PSD quer acabar com corte de 5% no salário de políticos: “Temos essa coragem”
Caso a proposta seja aprovada, os sociais-democratas querem que tenha efeitos imediatos e chegue aos políticos já eleitos. Mas admite negociar com outros partidos, na fase de especialidade.
O PSD quer acabar com o corte de 5% no salário de titulares de cargos políticos. A notícia foi avançada pelo Expresso e confirmada esta sexta-feira pelo líder parlamentar do PSD, Hugo Soares. Imposto durante a troika, há 14 anos e a "título excepcional", este é o único corte salarial que nunca foi reposto.
A reversão esteve em cima da mesa em 2019 e novamente em 2022, mas nunca reuniu consenso. A medida não constava no programa eleitoral da AD, mas o PSD diz agora que "é da mais elementar justiça que isso possa acontecer". "E nós temos essa coragem", afirmou Hugo Soares na conferência de imprensa de apresentação de propostas de alteração ao Orçamento do Estado.
"Nós não queremos aumentar os salários [dos políticos]. Queremos acabar com o corte que existe desde o tempo da troika", insistiu o líder do grupo parlamentar do PSD, rejeitando as pressões de partidos populistas que defendem cortes nos salários de políticos.
Para Hugo Soares, uma vez que "essa é a única reminiscência da troika no país", então, "não há razão absolutamente nenhuma para que quem exerce cargos públicos continue a ter um corte salarial". Para o social-democrata, "até do ponto de vista simbólico e político" esta é uma reversão relevante.
Por consensualizar fica a data a partir da qual o fim deste corte será aplicado. Ou seja, se será já no mandato dos actuais deputados eleitos ou só na próxima legislatura.

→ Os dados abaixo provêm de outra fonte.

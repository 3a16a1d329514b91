//! Database configuration.
//!
//! Every pluggable collaborator is carried here explicitly. Configuration can
//! also be read from `VERSO_*` environment variables; named components
//! (conflict strategies, metadata filters) are resolved through explicit
//! lookup tables.

use std::sync::Arc;

use crate::cache::{LruValueCache, ValueCache};
use crate::clock::{CommitClock, TimestampPolicy};
use crate::codec::{JsonCodec, ValueCodec};
use crate::conflict::{strategy_by_name, ConflictResolutionStrategy, DoNotMerge};
use crate::error::{Result, VersoError};
use crate::index::SecondaryIndexManager;
use crate::metadata_filter::{CommitMetadataFilter, FilterRegistry};
use crate::observer::CommitObserver;

pub const DEFAULT_CACHE_MAX_ENTRIES: usize = 10_000;

pub const ENV_DUPLICATE_VERSION_ELIMINATION: &str = "VERSO_DUPLICATE_VERSION_ELIMINATION";
pub const ENV_CONFLICT_RESOLUTION: &str = "VERSO_CONFLICT_RESOLUTION";
pub const ENV_COMMIT_METADATA_FILTER: &str = "VERSO_COMMIT_METADATA_FILTER";
pub const ENV_CACHE_MAX_ENTRIES: &str = "VERSO_CACHE_MAX_ENTRIES";
pub const ENV_COMMIT_WAIT_MS: &str = "VERSO_COMMIT_WAIT_MS";

#[derive(Clone)]
pub struct VersoConfig {
    /// Skip writes whose value equals the value already visible at head.
    pub duplicate_version_elimination: bool,
    pub conflict_resolution: Arc<dyn ConflictResolutionStrategy>,
    pub commit_metadata_filter: Option<Arc<dyn CommitMetadataFilter>>,
    pub cache: Option<Arc<dyn ValueCache>>,
    pub secondary_index: Option<Arc<dyn SecondaryIndexManager>>,
    pub observer: Option<Arc<dyn CommitObserver>>,
    pub codec: Arc<dyn ValueCodec>,
    pub timestamp_policy: TimestampPolicy,
    /// Overrides the wall-clock commit clock built from `timestamp_policy`.
    pub clock: Option<CommitClock>,
}

impl Default for VersoConfig {
    fn default() -> Self {
        Self {
            duplicate_version_elimination: true,
            conflict_resolution: Arc::new(DoNotMerge),
            commit_metadata_filter: None,
            cache: default_cache(DEFAULT_CACHE_MAX_ENTRIES),
            secondary_index: None,
            observer: None,
            codec: Arc::new(JsonCodec),
            timestamp_policy: TimestampPolicy::default(),
            clock: None,
        }
    }
}

fn default_cache(capacity: usize) -> Option<Arc<dyn ValueCache>> {
    LruValueCache::with_capacity(capacity).map(|c| Arc::new(c) as Arc<dyn ValueCache>)
}

impl VersoConfig {
    /// Read configuration from the process environment, resolving filter
    /// names through the default [`FilterRegistry`].
    pub fn from_env() -> Result<Self> {
        Self::from_lookup(&FilterRegistry::default(), |name| std::env::var(name).ok())
    }

    /// Build a configuration from an arbitrary variable lookup.
    pub fn from_lookup(
        registry: &FilterRegistry,
        lookup: impl Fn(&str) -> Option<String>,
    ) -> Result<Self> {
        let mut config = Self::default();

        if let Some(raw) = lookup(ENV_DUPLICATE_VERSION_ELIMINATION) {
            config.duplicate_version_elimination = parse_bool(ENV_DUPLICATE_VERSION_ELIMINATION, &raw)?;
        }
        if let Some(name) = lookup(ENV_CONFLICT_RESOLUTION) {
            config.conflict_resolution = strategy_by_name(name.trim()).ok_or_else(|| {
                VersoError::Config(format!("unknown conflict resolution strategy '{name}'"))
            })?;
        }
        if let Some(name) = lookup(ENV_COMMIT_METADATA_FILTER) {
            let filter = registry.create(name.trim()).ok_or_else(|| {
                VersoError::Config(format!("unknown commit metadata filter '{name}'"))
            })?;
            config.commit_metadata_filter = Some(filter);
        }
        if let Some(raw) = lookup(ENV_CACHE_MAX_ENTRIES) {
            let capacity = parse_u64(ENV_CACHE_MAX_ENTRIES, &raw)? as usize;
            config.cache = default_cache(capacity);
        }
        if let Some(raw) = lookup(ENV_COMMIT_WAIT_MS) {
            let max_wait_ms = parse_u64(ENV_COMMIT_WAIT_MS, &raw)?;
            config.timestamp_policy = TimestampPolicy::WaitForWallClock { max_wait_ms };
        }

        Ok(config)
    }

    pub fn with_duplicate_version_elimination(mut self, enabled: bool) -> Self {
        self.duplicate_version_elimination = enabled;
        self
    }

    pub fn with_conflict_resolution(mut self, strategy: Arc<dyn ConflictResolutionStrategy>) -> Self {
        self.conflict_resolution = strategy;
        self
    }

    pub fn with_commit_metadata_filter(mut self, filter: Arc<dyn CommitMetadataFilter>) -> Self {
        self.commit_metadata_filter = Some(filter);
        self
    }

    pub fn with_cache(mut self, cache: Arc<dyn ValueCache>) -> Self {
        self.cache = Some(cache);
        self
    }

    pub fn without_cache(mut self) -> Self {
        self.cache = None;
        self
    }

    pub fn with_secondary_index(mut self, index: Arc<dyn SecondaryIndexManager>) -> Self {
        self.secondary_index = Some(index);
        self
    }

    pub fn with_observer(mut self, observer: Arc<dyn CommitObserver>) -> Self {
        self.observer = Some(observer);
        self
    }

    pub fn with_codec(mut self, codec: Arc<dyn ValueCodec>) -> Self {
        self.codec = codec;
        self
    }

    pub fn with_timestamp_policy(mut self, policy: TimestampPolicy) -> Self {
        self.timestamp_policy = policy;
        self
    }

    pub fn with_clock(mut self, clock: CommitClock) -> Self {
        self.timestamp_policy = clock.policy();
        self.clock = Some(clock);
        self
    }

    /// The clock commits draw their timestamps from.
    pub(crate) fn commit_clock(&self) -> CommitClock {
        self.clock
            .clone()
            .unwrap_or_else(|| CommitClock::new(self.timestamp_policy))
    }
}

impl std::fmt::Debug for VersoConfig {
    fn fmt(&self, f: &mut std::fmt::Formatter<'_>) -> std::fmt::Result {
        f.debug_struct("VersoConfig")
            .field("duplicate_version_elimination", &self.duplicate_version_elimination)
            .field("commit_metadata_filter", &self.commit_metadata_filter.is_some())
            .field("cache", &self.cache.is_some())
            .field("secondary_index", &self.secondary_index.is_some())
            .field("observer", &self.observer.is_some())
            .field("timestamp_policy", &self.timestamp_policy)
            .field("clock", &self.clock)
            .finish_non_exhaustive()
    }
}

fn parse_bool(name: &str, raw: &str) -> Result<bool> {
    match raw.trim().to_ascii_lowercase().as_str() {
        "1" | "true" | "yes" | "on" => Ok(true),
        "0" | "false" | "no" | "off" => Ok(false),
        other => Err(VersoError::Config(format!("{name}: expected a boolean, got '{other}'"))),
    }
}

fn parse_u64(name: &str, raw: &str) -> Result<u64> {
    raw.trim()
        .parse::<u64>()
        .map_err(|e| VersoError::Config(format!("{name}: {e}")))
}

Quem sofre o corte salarial?
Actualmente o corte é aplicado ao salário-base de quem desempenha cargos políticos, desde o Presidente da República aos presidentes de câmara, passando pelos deputados, primeiro-ministro, ministros, secretários de Estado e membros de governos e deputados das regiões autónomas. Esta redução aplica-se também a alguns gestores públicos, como membros dos conselhos directivos ou de administração dos institutos públicos, uma vez que os seus ordenados são indexados ao do Presidente da República.
À data, o corte foi acordado entre PS e PSD, e inseria-se num “conjunto de medidas adicionais de consolidação orçamental” cujo objectivo era “reforçar e acelerar a redução de défice excessivo e o controlo do crescimento da dívida pública”.

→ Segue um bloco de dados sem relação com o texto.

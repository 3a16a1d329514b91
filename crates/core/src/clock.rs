//! Commit timestamp assignment.
//!
//! Commit timestamps must be strictly greater than the branch's current now.
//! The clock samples the wall clock and, when that does not move past now,
//! either increments logically or waits a bounded time for the wall clock to
//! catch up.

use std::sync::Arc;
use std::time::Duration;

use chrono::Utc;
use serde::{Deserialize, Serialize};

use crate::types::Timestamp;

/// What to do when the wall clock has not yet moved past the branch's now.
#[derive(Debug, Clone, Copy, PartialEq, Eq, Serialize, Deserialize)]
pub enum TimestampPolicy {
    /// Use `now + 1` immediately.
    Increment,
    /// Sleep in 1 ms steps for at most `max_wait_ms`, then use `now + 1`.
    WaitForWallClock { max_wait_ms: u64 },
}

impl Default for TimestampPolicy {
    fn default() -> Self {
        TimestampPolicy::Increment
    }
}

/// Current wall-clock time in milliseconds since the Unix epoch.
pub fn wall_clock_millis() -> Timestamp {
    Utc::now().timestamp_millis().max(0) as Timestamp
}

type ClockSource = Arc<dyn Fn() -> Timestamp + Send + Sync>;

#[derive(Clone)]
pub struct CommitClock {
    policy: TimestampPolicy,
    source: ClockSource,
}

impl CommitClock {
    pub fn new(policy: TimestampPolicy) -> Self {
        Self {
            policy,
            source: Arc::new(wall_clock_millis),
        }
    }

    /// A clock reading from `source` instead of the wall clock.
    pub fn with_source(
        policy: TimestampPolicy,
        source: impl Fn() -> Timestamp + Send + Sync + 'static,
    ) -> Self {
        Self {
            policy,
            source: Arc::new(source),
        }
    }

    pub fn policy(&self) -> TimestampPolicy {
        self.policy
    }

    /// Current reading of the clock source.
    pub fn current(&self) -> Timestamp {
        (self.source)()
    }

    /// A timestamp strictly greater than `now`.
    pub fn next_after(&self, now: Timestamp) -> Timestamp {
        let sampled = self.current();
        if sampled > now {
            return sampled;
        }
        if let TimestampPolicy::WaitForWallClock { max_wait_ms } = self.policy {
            let mut waited = 0;
            while waited < max_wait_ms {
                std::thread::sleep(Duration::from_millis(1));
                waited += 1;
                let sampled = self.current();
                if sampled > now {
                    return sampled;
                }
            }
        }
        now.saturating_add(1)
    }
}

impl Default for CommitClock {
    fn default() -> Self {
        Self::new(TimestampPolicy::default())
    }
}

impl std::fmt::Debug for CommitClock {
    fn fmt(&self, f: &mut std::fmt::Formatter<'_>) -> std::fmt::Result {
        f.debug_struct("CommitClock")
            .field("policy", &self.policy)
            .finish_non_exhaustive()
    }
}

Na prática, apesar de os salários destes titulares de cargos públicos serem actualizados em linha com os aumentos da função pública, o corte de 5% continua a ser aplicado.
Numa entrevista ao PÚBLICO em Maio de 2019, Eduardo Ferro Rodrigues, então presidente da Assembleia da República, argumentava contra a manutenção do corte, afirmando que "não faz sentido" que um magistrado tenha um salário mais elevado do que o primeiro-ministro.
Embora os salários dos políticos sejam mais elevados do que os 1505 euros mensais brutos nos quais se fixavam as remunerações médias dos portugueses em 2023, o salário de um magistrado no topo da carreira é superior ao salário quer do primeiro-ministro, quer do presidente da Assembleia da República. Enquanto um magistrado no topo da carreira (ao qual não é aplicado qualquer corte salarial) ganha 6912 euros líquidos mensais, o primeiro-ministro ganha cerca de 5838 euros líquidos mensais.
Em 2019, em entrevista ao Expresso, António Costa, à data primeiro-ministro, defendeu o fim deste corte salarial, notando ser o único ainda em vigor, depois de a "geringonça" ter aprovado o fim dos outros cortes aplicados a salários e pensões. "É evidente que os cargos políticos não podem ser desvalorizados, em nome da dignidade da própria função", disse, na mesma entrevista.
No entanto, a covid-19 trocou as voltas a António Costa e em 2022 a sua ministra da Coesão Territorial, Ana Abrunhosa, atirou essa decisão para "outro tempo e outra conjuntura". Apesar da pressão dos autarcas através da Associação Nacional de Municípios Portugueses (ANMP), a ministra explicou que o Governo "entendeu" que o corte deveria ser mantido. "Num tempo em que as famílias estão todas a passar restrições, achámos que não era tempo de eliminar esse corte. Achamos que é tempo de apoiar as famílias mais carenciadas", justificou então.